The traditional expectation is people will be held accountable for their mistakes by others. This is not a desirable situation in my opinion.
Let’s do this first – eliminate the word accountability and replace it with personal responsibility.
If accountability is one of your coveted company core values, consider changing it tomorrow to Personal Responsibility. Explain it this way… “We take responsibility for our own actions and performance. This allows our leaders to focus on mentoring, strategy, and the other critical aspects of peak performance.”
Consider what it says about your hiring philosophy and practices if your employees need strict supervision? Is that what you really want?
If everyone takes full responsibility for their own performance, there is no real need for “bosses”. Have you ever read about holacracy? Check out http://www.holacracy.org. Take a look at how Zappos has used holacracy to eliminate bosses in their amazing company. No bosses! None. How is this possible?

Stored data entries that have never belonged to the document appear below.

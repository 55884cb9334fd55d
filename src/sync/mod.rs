//! Block Synchronization Module
//!
//! This module provides the core logic for keeping the derived indexes in step with the ledger.
//! It is composed of several submodules, each responsible for a specific aspect of the sync process:
//!
//! - `engine`: The state machine that owns the poll loop. It discovers unprocessed ranges, fetches
//!   them through the chain client and replays them in order.
//! - `events`: Defines the `TransactionHandler` trait implemented by indexers and the dispatcher
//!   that fans transactions out to them.
//! - `checkpoint`: Reads, advances and clears the persisted processing height.
//! - `progress_tracker`: Tracks sync progress and provides statistics.
//!
//! The engine is the only driver of block replay. Indexers are passive consumers registered with
//! the dispatcher at startup.

/// Persisted processing height
pub mod checkpoint;
/// Main coordinator for block sync
pub mod engine;
/// Transaction handler trait and dispatcher
pub mod events;
/// Tracks synchronization progress and statistics
pub mod progress_tracker;
/// Shared sync types and errors
pub mod types;

pub use engine::*;
pub use events::{EventDispatcher, TransactionHandler};
pub use types::*;
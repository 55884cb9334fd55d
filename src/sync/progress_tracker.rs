//! Progress tracking for block synchronization.
//!
//! This module provides the `SyncProgressTracker`, which counts the blocks, transactions and ranges
//! processed since the engine started and logs progress at regular intervals while a large backlog
//! is being replayed.

use tracing::info;

/// Log progress at least every this many blocks.
const LOG_EVERY_BLOCKS: u64 = 1000;

/// Service for tracking synchronization progress
#[derive(Debug, Clone)]
pub struct SyncProgressTracker {
    /// Height the engine resumed from
    start_height: u64,
    /// The highest block height we've processed
    highest_processed_height: u64,
    /// Total blocks processed
    blocks_processed: u64,
    /// Total transactions dispatched
    transactions_processed: u64,
    /// Total ranges flushed
    ranges_flushed: u64,
    /// Height at which we last logged progress
    last_logged_height: u64,
}

impl SyncProgressTracker {
    /// Create a new progress tracker starting from the given height.
    pub fn new(start_height: u64) -> Self {
        Self {
            start_height,
            highest_processed_height: start_height,
            blocks_processed: 0,
            transactions_processed: 0,
            ranges_flushed: 0,
            last_logged_height: start_height,
        }
    }

    /// Record a replayed block and the number of transactions it carried
    pub fn record_block(&mut self, height: u64, transactions: usize) {
        self.highest_processed_height = self.highest_processed_height.max(height);
        self.blocks_processed += 1;
        self.transactions_processed += transactions as u64;
    }

    /// Record a flushed range
    pub fn record_range(&mut self, to: u64) {
        self.highest_processed_height = self.highest_processed_height.max(to);
        self.ranges_flushed += 1;
    }

    /// Log progress at regular intervals or when forced
    pub fn log_progress(&mut self, chain_height: u64, force: bool) {
        let blocks_since_last_log = self
            .highest_processed_height
            .saturating_sub(self.last_logged_height);
        let should_log = force || blocks_since_last_log >= LOG_EVERY_BLOCKS;

        if should_log && self.blocks_processed > 0 {
            info!(
                "Sync progress: {} blocks, {} transactions processed up to height {} (chain at {})",
                self.blocks_processed,
                self.transactions_processed,
                self.highest_processed_height,
                chain_height
            );
            self.last_logged_height = self.highest_processed_height;
        }
    }

    /// Get sync statistics as a SyncStats struct
    pub fn get_stats(&self) -> SyncStats {
        SyncStats {
            start_height: self.start_height,
            highest_processed_height: self.highest_processed_height,
            blocks_processed: self.blocks_processed,
            transactions_processed: self.transactions_processed,
            ranges_flushed: self.ranges_flushed,
        }
    }
}

/// Statistics about the sync progress
#[derive(Debug, Clone, PartialEq, Eq)]
pub struct SyncStats {
    pub start_height: u64,
    pub highest_processed_height: u64,
    pub blocks_processed: u64,
    pub transactions_processed: u64,
    pub ranges_flushed: u64,
}

impl SyncStats {
    /// Get a human-readable summary of the sync statistics
    pub fn summary(&self) -> String {
        format!(
            "Sync from {} to {}: {} blocks, {} transactions, {} ranges",
            self.start_height,
            self.highest_processed_height,
            self.blocks_processed,
            self.transactions_processed,
            self.ranges_flushed
        )
    }
}

#[cfg(test)]
mod tests {
    use super::*;

    #[test]
    fn test_counts_blocks_and_ranges() {
        let mut tracker = SyncProgressTracker::new(10);
        tracker.record_block(11, 3);
        tracker.record_block(12, 0);
        tracker.record_range(12);
        tracker.log_progress(20, true);

        let stats = tracker.get_stats();
        assert_eq!(stats.highest_processed_height, 12);
        assert_eq!(stats.blocks_processed, 2);
        assert_eq!(stats.transactions_processed, 3);
        assert_eq!(stats.ranges_flushed, 1);
        assert_eq!(
            stats.summary(),
            "Sync from 10 to 12: 2 blocks, 3 transactions, 1 ranges"
        );
    }
}
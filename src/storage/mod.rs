//! Storage contract shared by the sync engine and every indexer.
//!
//! `Storage` is backend-agnostic: scalar values, flat objects, unordered sets and score-ordered
//! sets, all keyed by strings. Two implementations exist:
//!
//! - `embedded`: a `sled` database behind a write-behind cache. Writes become durable on
//!   `flush()`, which the sync engine calls after every processed range, so a checkpoint and the
//!   writes that produced it land on disk together.
//! - `remote`: Redis. Every write is durable once acknowledged and `flush()` does nothing.
//!
//! Missing keys never produce errors: `get`-style calls return `None` or an empty container, and
//! every other operation treats a missing key as an empty one.

use async_trait::async_trait;
use std::collections::HashMap;

/// Write-behind `sled` backend
pub mod embedded;
/// Redis backend
pub mod remote;

pub use embedded::EmbeddedStorage;
pub use remote::RemoteStorage;

/// Error types for storage operations
#[derive(Debug, thiserror::Error)]
pub enum StorageError {
    #[error("Embedded database error: {0}")]
    Sled(#[from] sled::Error),

    #[error("Redis error: {0}")]
    Redis(#[from] redis::RedisError),

    #[error("JSON error: {0}")]
    Json(#[from] serde_json::Error),

    #[error("Corrupt value at {key}: {reason}")]
    Corrupt { key: String, reason: String },

    #[error("IO error: {0}")]
    Io(#[from] std::io::Error),
}

/// Backend-agnostic key/value/set store.
#[async_trait]
pub trait Storage: Send + Sync {
    async fn get(&self, key: &str) -> Result<Option<String>, StorageError>;

    async fn set(&self, key: &str, value: &str) -> Result<(), StorageError>;

    /// Store `value` unless the key already holds one. Returns whatever the key holds afterwards.
    async fn add_if_absent(&self, key: &str, value: &str) -> Result<String, StorageError>;

    async fn delete(&self, key: &str) -> Result<(), StorageError>;

    /// Add `amount` to the integer at `key` (missing counts as zero) and return the new value.
    async fn increment(&self, key: &str, amount: i64) -> Result<i64, StorageError>;

    async fn get_object(&self, key: &str) -> Result<HashMap<String, String>, StorageError>;

    /// Replace the whole object at `key`.
    async fn set_object(
        &self,
        key: &str,
        fields: &HashMap<String, String>,
    ) -> Result<(), StorageError>;

    /// Set a single field, leaving the other fields of the object untouched.
    async fn add_object_field(
        &self,
        key: &str,
        field: &str,
        value: &str,
    ) -> Result<(), StorageError>;

    async fn add_to_set(&self, key: &str, member: &str) -> Result<(), StorageError>;

    async fn remove_from_set(&self, key: &str, member: &str) -> Result<(), StorageError>;

    async fn set_members(&self, key: &str) -> Result<Vec<String>, StorageError>;

    /// Insert `member` with `score`, or move it to `score` if already present.
    async fn add_sorted(&self, key: &str, member: &str, score: u64) -> Result<(), StorageError>;

    async fn count_sorted(&self, key: &str) -> Result<u64, StorageError>;

    /// Members ordered by descending score (newest first), skipping `offset` and returning at
    /// most `limit`.
    async fn range_sorted(
        &self,
        key: &str,
        limit: usize,
        offset: usize,
    ) -> Result<Vec<String>, StorageError>;

    /// Make every preceding write durable.
    async fn flush(&self) -> Result<(), StorageError>;

    /// Flush and release background resources.
    async fn close(&self) -> Result<(), StorageError>;
}

/// Logical key namespace.
pub mod keys {
    /// Highest fully processed block height.
    pub const PROCESSING_HEIGHT: &str = "processing-height";

    pub fn anchor(hash: &str) -> String {
        format!("anchor:{}", hash)
    }

    pub fn address_transactions(category: &str, address: &str) -> String {
        format!("tx:{}:{}", category, address)
    }

    pub fn stats(category: &str, day_index: i64) -> String {
        format!("stats:{}:{}", category, day_index)
    }

    pub fn verification(address: &str) -> String {
        format!("verification:{}", address)
    }

    pub fn verified_by(address: &str) -> String {
        format!("verified-by:{}", address)
    }
}
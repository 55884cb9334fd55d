//! Derived indexers
//!
//! Each indexer is a `TransactionHandler` that reads the replayed transaction stream and writes
//! through the shared `Storage`. Indexers validate defensively: input they cannot make sense of
//! is logged and skipped, because a handler error stalls the whole pipeline.
//!
//! Every write except the statistics counters is idempotent, so replaying a range after a crash
//! leaves the anchor, address and verification indexes as a single pass would.

/// Per-address transaction lists
pub mod address;
/// First-writer-wins anchor records
pub mod anchor;
/// Daily counters
pub mod stats;
/// Verification relationship records
pub mod verification;

pub use address::AddressIndexer;
pub use anchor::{AnchorIndexer, AnchorRecord};
pub use stats::StatsIndexer;
pub use verification::{VerificationIndexer, VerificationRelationships};

use crate::storage::Storage;
use crate::sync::EventDispatcher;
use std::sync::Arc;

/// Register every indexer with `dispatcher`, all writing to `storage`.
pub fn register_all(dispatcher: &mut EventDispatcher, storage: Arc<dyn Storage>) {
	dispatcher.register_handler(Arc::new(AnchorIndexer::new(storage.clone())));
	dispatcher.register_handler(Arc::new(AddressIndexer::new(storage.clone())));
	dispatcher.register_handler(Arc::new(VerificationIndexer::new(storage.clone())));
	dispatcher.register_handler(Arc::new(StatsIndexer::new(storage)));
}
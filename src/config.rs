//! Command line and environment configuration.

use crate::chain::DEFAULT_MAX_RANGE;
use crate::sync::{StartingBlock, SyncConfig};
use clap::{Parser, ValueEnum};
use std::path::PathBuf;
use std::time::Duration;

/// Which `Storage` backend to run against.
#[derive(Debug, Clone, Copy, PartialEq, Eq, ValueEnum)]
pub enum StorageKind {
	/// Local `sled` database with write-behind caching
	Embedded,
	/// Remote Redis server
	Redis,
}

#[derive(Debug, Clone, Parser)]
#[command(name = "ledger-index-sync")]
#[command(about = "Replays ledger blocks into derived indexes")]
#[command(version)]
pub struct Config {
	/// Base URL of the ledger node API
	#[arg(long, env = "NODE_URL", default_value = "http://localhost:6869")]
	pub node_url: String,

	/// Storage backend
	#[arg(long = "storage", env = "STORAGE_TYPE", value_enum, default_value_t = StorageKind::Embedded)]
	pub storage: StorageKind,

	/// Directory of the embedded database
	#[arg(long, env = "DB_PATH", default_value = "data")]
	pub db_path: PathBuf,

	/// Redis connection URL, required with `--storage redis`
	#[arg(long, env = "REDIS_URL", required_if_eq("storage", "redis"))]
	pub redis_url: Option<String>,

	/// Where to start without a checkpoint: `checkpoint`, `last` or a block height
	#[arg(long, env = "STARTING_BLOCK", default_value = "checkpoint")]
	pub starting_block: StartingBlock,

	/// Height treated as processed when starting from an empty store
	#[arg(long, default_value_t = 0)]
	pub initial_height: u64,

	/// Clear the checkpoint on startup and resync
	#[arg(long, env = "RESTART_SYNC")]
	pub restart_sync: bool,

	/// Pause between catch-up steps, in milliseconds
	#[arg(long, default_value_t = 1000)]
	pub poll_interval_ms: u64,

	/// Largest block range requested from the node at once
	#[arg(long, default_value_t = DEFAULT_MAX_RANGE)]
	pub max_range: u64,
}

impl Config {
	pub fn sync_config(&self) -> SyncConfig {
		SyncConfig {
			starting_block: self.starting_block,
			initial_height: self.initial_height,
			restart_sync: self.restart_sync,
			poll_interval: Duration::from_millis(self.poll_interval_ms),
			..SyncConfig::default()
		}
	}
}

Well, it’s not as simple as no bosses – but personal responsibility is absolutely essential for success. I’m not suggesting it’s easy or that every company should eliminate it’s hierarchy but I do suggest you can focus on what is really important if your employees are personally responsible for their actions and performance.
Let me guess you’re trying to imagine a person in your company who has relied on their supervisor’s guidance to get their job done for many years. This is important. Not every employee on your roster will be a perfect fit for a core value of personal responsibility. The solutions are simple however. If you make this commitment, you will need to work with these employees who need plenty of oversight. Your human resources team will need to teach these employees and their supervisors to reinforce the concept of personal responsibility and train everyone to support the concept.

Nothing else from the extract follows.